What is expected
From the data below, return each line in which the string "state" is found.

Data provided Start Marker

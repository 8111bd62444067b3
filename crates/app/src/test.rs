//! Test support for service-level integration tests.

pub(crate) mod helpers;

pub(crate) use context::TestContext;
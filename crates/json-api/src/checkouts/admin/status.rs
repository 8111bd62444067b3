//! Update Checkout Status Handler

use std::sync::Arc;

use salvo::{
    oapi::{
        ToSchema,
        extract::{JsonBody, PathParam},
    },
    prelude::*,
};
use serde::{Deserialize, Serialize};
use uuid::Uuid;

use storefront_app::domain::checkouts::data::StatusChange;

use crate::{
    checkouts::{errors::into_status_error, models::CheckoutResponse},
    extensions::*,
    state::State,
};

/// Update Checkout Status Request
#[derive(Debug, Default, Serialize, Deserialize, ToSchema)]
#[serde(rename_all = "camelCase")]
pub(crate) struct UpdateStatusRequest {
    /// Headline for the history entry
    #[serde(default)]
    pub title: Option<String>,

    /// Free-text note, also kept as the order's latest status note
    #[serde(default)]
    pub note: Option<String>,
}

/// Update Checkout Status Handler
///
/// Moves an order that is not yet delivered or cancelled to `status`.
#[endpoint(
    tags("admin"),
    summary = "Update Order Status",
    security(("user_uuid" = [])),
    responses(
        (status_code = StatusCode::OK, description = "Status updated"),
        (status_code = StatusCode::NOT_FOUND, description = "Order not found"),
        (status_code = StatusCode::BAD_REQUEST, description = "Order status not found"),
        (status_code = StatusCode::CONFLICT, description = "Order is already in a final status"),
        (status_code = StatusCode::INTERNAL_SERVER_ERROR, description = "Internal Server Error"),
    ),
)]
#[tracing::instrument(
    name = "checkouts.update_status",
    skip(checkout, status, json, depot),
    fields(
        checkout_uuid = tracing::field::Empty,
        status_uuid = tracing::field::Empty,
        admin_uuid = tracing::field::Empty
    ),
    err
)]
pub(crate) async fn handler(
    checkout: PathParam<Uuid>,
    status: PathParam<Uuid>,
    json: JsonBody<UpdateStatusRequest>,
    depot: &mut Depot,
) -> Result<Json<CheckoutResponse>, StatusError> {
    let state = depot.obtain_or_500::<Arc<State>>()?;
    let admin = depot.user_uuid_or_401()?;
    let checkout = checkout.into_inner();
    let status = status.into_inner();
    let request = json.into_inner();

    let span = tracing::Span::current();

    span.record("checkout_uuid", tracing::field::display(checkout));
    span.record("status_uuid", tracing::field::display(status));
    span.record("admin_uuid", tracing::field::display(admin));

    let change = StatusChange {
        title: request.title,
        note: request.note,
        created_by: Some(admin),
    };

    let order = state
        .app
        .checkouts
        .update_status(checkout.into(), status.into(), change)
        .await
        .map_err(into_status_error)?;

    Ok(Json(order.into()))
}
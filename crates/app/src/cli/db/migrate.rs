use clap::Args;
use storefront_app::database;

#[derive(Debug, Args)]
pub(crate) struct MigrateArgs {
    /// PostgreSQL connection string
    #[arg(long, env = "DATABASE_URL", hide_env_values = true)]
    database_url: String,
}

pub(crate) async fn run(args: MigrateArgs) -> Result<(), String> {
    let pool = database::connect(&args.database_url)
        .await
        .map_err(|error| format!("failed to connect to database: {error}"))?;

    database::migrate(&pool)
        .await
        .map_err(|error| format!("failed to apply migrations: {error}"))?;

    println!("migrations applied");

    Ok(())
}
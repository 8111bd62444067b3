mod statuses;

pub(crate) use statuses::PgStatusesRepository;
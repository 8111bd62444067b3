//! Cart Items Repository

use jiff_sqlx::Timestamp as SqlxTimestamp;
use sqlx::{
    FromRow, Postgres, Row, Transaction, postgres::PgRow, query, query_as, types::Json,
};
use tracing::debug;
use uuid::Uuid;

use crate::domain::{
    carts::{
        attributes::{SelectedAttribute, SelectedAttributes},
        data::NewCartItem,
        records::{CartItemRecord, CartItemUuid, CartSummaryLine},
    },
    columns::{try_get_amount, try_i64_from_u64},
    products::records::ProductUuid,
    users::UserUuid,
};

const LOCK_MATCHING_ITEMS_SQL: &str = include_str!("../sql/lock_matching_items.sql");
const CREATE_CART_ITEM_SQL: &str = include_str!("../sql/create_cart_item.sql");
const REPRICE_CART_ITEM_SQL: &str = include_str!("../sql/reprice_cart_item.sql");
const LOCK_CART_ITEM_SQL: &str = include_str!("../sql/lock_cart_item.sql");
const SET_WISHLIST_SQL: &str = include_str!("../sql/set_wishlist.sql");
const DELETE_CART_ITEM_SQL: &str = include_str!("../sql/delete_cart_item.sql");
const DELETE_CART_ITEMS_SQL: &str = include_str!("../sql/delete_cart_items.sql");
const CLEAR_CART_SQL: &str = include_str!("../sql/clear_cart.sql");
const GET_CART_SUMMARY_SQL: &str = include_str!("../sql/get_cart_summary.sql");
const LOCK_CHECKOUT_ITEMS_SQL: &str = include_str!("../sql/lock_checkout_items.sql");
const DEACTIVATE_CART_ITEMS_SQL: &str = include_str!("../sql/deactivate_cart_items.sql");

#[derive(Debug, Clone, Default)]
pub(crate) struct PgCartItemsRepository;

impl PgCartItemsRepository {
    #[must_use]
    pub(crate) fn new() -> Self {
        Self
    }

    /// Lock the user's active lines for a product on one side (cart or wishlist).
    pub(crate) async fn lock_matching_items(
        &self,
        tx: &mut Transaction<'_, Postgres>,
        user: UserUuid,
        product: ProductUuid,
        is_wishlist: bool,
    ) -> Result<Vec<CartItemRecord>, sqlx::Error> {
        query_as::<Postgres, CartItemRecord>(LOCK_MATCHING_ITEMS_SQL)
            .bind(user)
            .bind(product)
            .bind(is_wishlist)
            .fetch_all(&mut **tx)
            .await
    }

    pub(crate) async fn create_cart_item(
        &self,
        tx: &mut Transaction<'_, Postgres>,
        user: UserUuid,
        item: NewCartItem,
        unit_price: u64,
    ) -> Result<CartItemRecord, sqlx::Error> {
        let line_total = unit_price.saturating_mul(item.quantity);

        query_as::<Postgres, CartItemRecord>(CREATE_CART_ITEM_SQL)
            .bind(item.uuid)
            .bind(user)
            .bind(item.product_uuid)
            .bind(try_i64_from_u64(item.quantity, "quantity")?)
            .bind(try_i64_from_u64(unit_price, "unit_price")?)
            .bind(try_i64_from_u64(line_total, "line_total")?)
            .bind(Json(item.selected_attributes.as_slice()))
            .bind(item.selected_attributes.key())
            .bind(item.is_wishlist)
            .fetch_one(&mut **tx)
            .await
    }

    /// Set a line's quantity and price it at `unit_price`.
    pub(crate) async fn reprice_cart_item(
        &self,
        tx: &mut Transaction<'_, Postgres>,
        item: CartItemUuid,
        quantity: u64,
        unit_price: u64,
    ) -> Result<CartItemRecord, sqlx::Error> {
        let line_total = unit_price.saturating_mul(quantity);

        query_as::<Postgres, CartItemRecord>(REPRICE_CART_ITEM_SQL)
            .bind(item)
            .bind(try_i64_from_u64(quantity, "quantity")?)
            .bind(try_i64_from_u64(unit_price, "unit_price")?)
            .bind(try_i64_from_u64(line_total, "line_total")?)
            .fetch_one(&mut **tx)
            .await
    }

    pub(crate) async fn lock_cart_item(
        &self,
        tx: &mut Transaction<'_, Postgres>,
        user: UserUuid,
        item: CartItemUuid,
    ) -> Result<CartItemRecord, sqlx::Error> {
        query_as::<Postgres, CartItemRecord>(LOCK_CART_ITEM_SQL)
            .bind(item)
            .bind(user)
            .fetch_one(&mut **tx)
            .await
    }

    pub(crate) async fn set_wishlist(
        &self,
        tx: &mut Transaction<'_, Postgres>,
        item: CartItemUuid,
        is_wishlist: bool,
    ) -> Result<CartItemRecord, sqlx::Error> {
        query_as::<Postgres, CartItemRecord>(SET_WISHLIST_SQL)
            .bind(item)
            .bind(is_wishlist)
            .fetch_one(&mut **tx)
            .await
    }

    pub(crate) async fn delete_cart_item(
        &self,
        tx: &mut Transaction<'_, Postgres>,
        user: UserUuid,
        item: CartItemUuid,
    ) -> Result<u64, sqlx::Error> {
        let rows_affected = query(DELETE_CART_ITEM_SQL)
            .bind(item)
            .bind(user)
            .execute(&mut **tx)
            .await?
            .rows_affected();

        Ok(rows_affected)
    }

    pub(crate) async fn delete_cart_items(
        &self,
        tx: &mut Transaction<'_, Postgres>,
        user: UserUuid,
        items: &[CartItemUuid],
    ) -> Result<u64, sqlx::Error> {
        let uuids: Vec<Uuid> = items.iter().map(|item| item.into_uuid()).collect();

        let rows_affected = query(DELETE_CART_ITEMS_SQL)
            .bind(&uuids)
            .bind(user)
            .execute(&mut **tx)
            .await?
            .rows_affected();

        debug!(requested = uuids.len(), rows_affected, "deleted cart items");

        Ok(rows_affected)
    }

    pub(crate) async fn clear_cart(
        &self,
        tx: &mut Transaction<'_, Postgres>,
        user: UserUuid,
    ) -> Result<u64, sqlx::Error> {
        let rows_affected = query(CLEAR_CART_SQL)
            .bind(user)
            .execute(&mut **tx)
            .await?
            .rows_affected();

        Ok(rows_affected)
    }

    pub(crate) async fn get_cart_summary(
        &self,
        tx: &mut Transaction<'_, Postgres>,
        user: UserUuid,
        is_wishlist: bool,
    ) -> Result<Vec<CartSummaryLine>, sqlx::Error> {
        query_as::<Postgres, CartSummaryLine>(GET_CART_SUMMARY_SQL)
            .bind(user)
            .bind(is_wishlist)
            .fetch_all(&mut **tx)
            .await
    }

    /// Lock the given lines that can be turned into an order: owned by `user`, active and not
    /// on the wishlist. Lines failing any of those checks are absent from the result.
    pub(crate) async fn lock_checkout_items(
        &self,
        tx: &mut Transaction<'_, Postgres>,
        user: UserUuid,
        items: &[CartItemUuid],
    ) -> Result<Vec<CartItemRecord>, sqlx::Error> {
        let uuids: Vec<Uuid> = items.iter().map(|item| item.into_uuid()).collect();

        query_as::<Postgres, CartItemRecord>(LOCK_CHECKOUT_ITEMS_SQL)
            .bind(&uuids)
            .bind(user)
            .fetch_all(&mut **tx)
            .await
    }

    pub(crate) async fn deactivate_cart_items(
        &self,
        tx: &mut Transaction<'_, Postgres>,
        items: &[CartItemUuid],
    ) -> Result<u64, sqlx::Error> {
        let uuids: Vec<Uuid> = items.iter().map(|item| item.into_uuid()).collect();

        let rows_affected = query(DEACTIVATE_CART_ITEMS_SQL)
            .bind(&uuids)
            .execute(&mut **tx)
            .await?
            .rows_affected();

        Ok(rows_affected)
    }
}

impl<'r> FromRow<'r, PgRow> for CartItemRecord {
    fn from_row(row: &'r PgRow) -> sqlx::Result<Self> {
        let Json(selected): Json<Vec<SelectedAttribute>> = row.try_get("selected_attributes")?;

        Ok(Self {
            uuid: row.try_get("uuid")?,
            user_uuid: row.try_get("user_uuid")?,
            product_uuid: row.try_get("product_uuid")?,
            quantity: try_get_amount(row, "quantity")?,
            unit_price: try_get_amount(row, "unit_price")?,
            line_total: try_get_amount(row, "line_total")?,
            selected_attributes: SelectedAttributes::new(selected),
            is_wishlist: row.try_get("is_wishlist")?,
            is_active: row.try_get("is_active")?,
            created_at: row.try_get::<SqlxTimestamp, _>("created_at")?.to_jiff(),
            updated_at: row.try_get::<SqlxTimestamp, _>("updated_at")?.to_jiff(),
        })
    }
}

impl<'r> FromRow<'r, PgRow> for CartSummaryLine {
    fn from_row(row: &'r PgRow) -> sqlx::Result<Self> {
        Ok(Self {
            item: CartItemRecord::from_row(row)?,
            product_name: row.try_get("product_name")?,
            product_sku: row.try_get("product_sku")?,
            product_image: row.try_get("product_image")?,
            available_stock: try_get_amount(row, "available_stock")?,
        })
    }
}
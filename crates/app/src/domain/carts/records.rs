//! Cart Records

use jiff::Timestamp;
use serde::Serialize;

use crate::{
    domain::{
        carts::attributes::SelectedAttributes, products::records::ProductUuid, users::UserUuid,
    },
    uuids::TypedUuid,
};

/// Cart Item UUID
pub type CartItemUuid = TypedUuid<CartItemRecord>;

/// Cart Item Record
#[derive(Debug, Clone, PartialEq, Eq, Serialize)]
#[serde(rename_all = "camelCase")]
pub struct CartItemRecord {
    pub uuid: CartItemUuid,
    pub user_uuid: UserUuid,
    pub product_uuid: ProductUuid,
    pub quantity: u64,
    /// Effective product price when the line was last priced.
    pub unit_price: u64,
    pub line_total: u64,
    pub selected_attributes: SelectedAttributes,
    pub is_wishlist: bool,
    pub is_active: bool,
    pub created_at: Timestamp,
    pub updated_at: Timestamp,
}

/// A cart line joined with the product details shown next to it.
#[derive(Debug, Clone, PartialEq, Eq, Serialize)]
#[serde(rename_all = "camelCase")]
pub struct CartSummaryLine {
    #[serde(flatten)]
    pub item: CartItemRecord,
    pub product_name: String,
    pub product_sku: String,
    pub product_image: Option<String>,
    pub available_stock: u64,
}

#[derive(Debug, Clone, Default, PartialEq, Eq, Serialize)]
#[serde(rename_all = "camelCase")]
pub struct CartSummary {
    pub items: Vec<CartSummaryLine>,
    pub total_items: u64,
    pub subtotal: u64,
}

impl CartSummary {
    #[must_use]
    pub fn from_lines(items: Vec<CartSummaryLine>) -> Self {
        let total_items = items.iter().map(|line| line.item.quantity).sum();
        let subtotal = items.iter().map(|line| line.item.line_total).sum();

        Self {
            items,
            total_items,
            subtotal,
        }
    }
}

Data provided End Marker

Task result
    state::State,
    let state = depot.obtain_or_500::<Arc<State>>()?;
    let order = state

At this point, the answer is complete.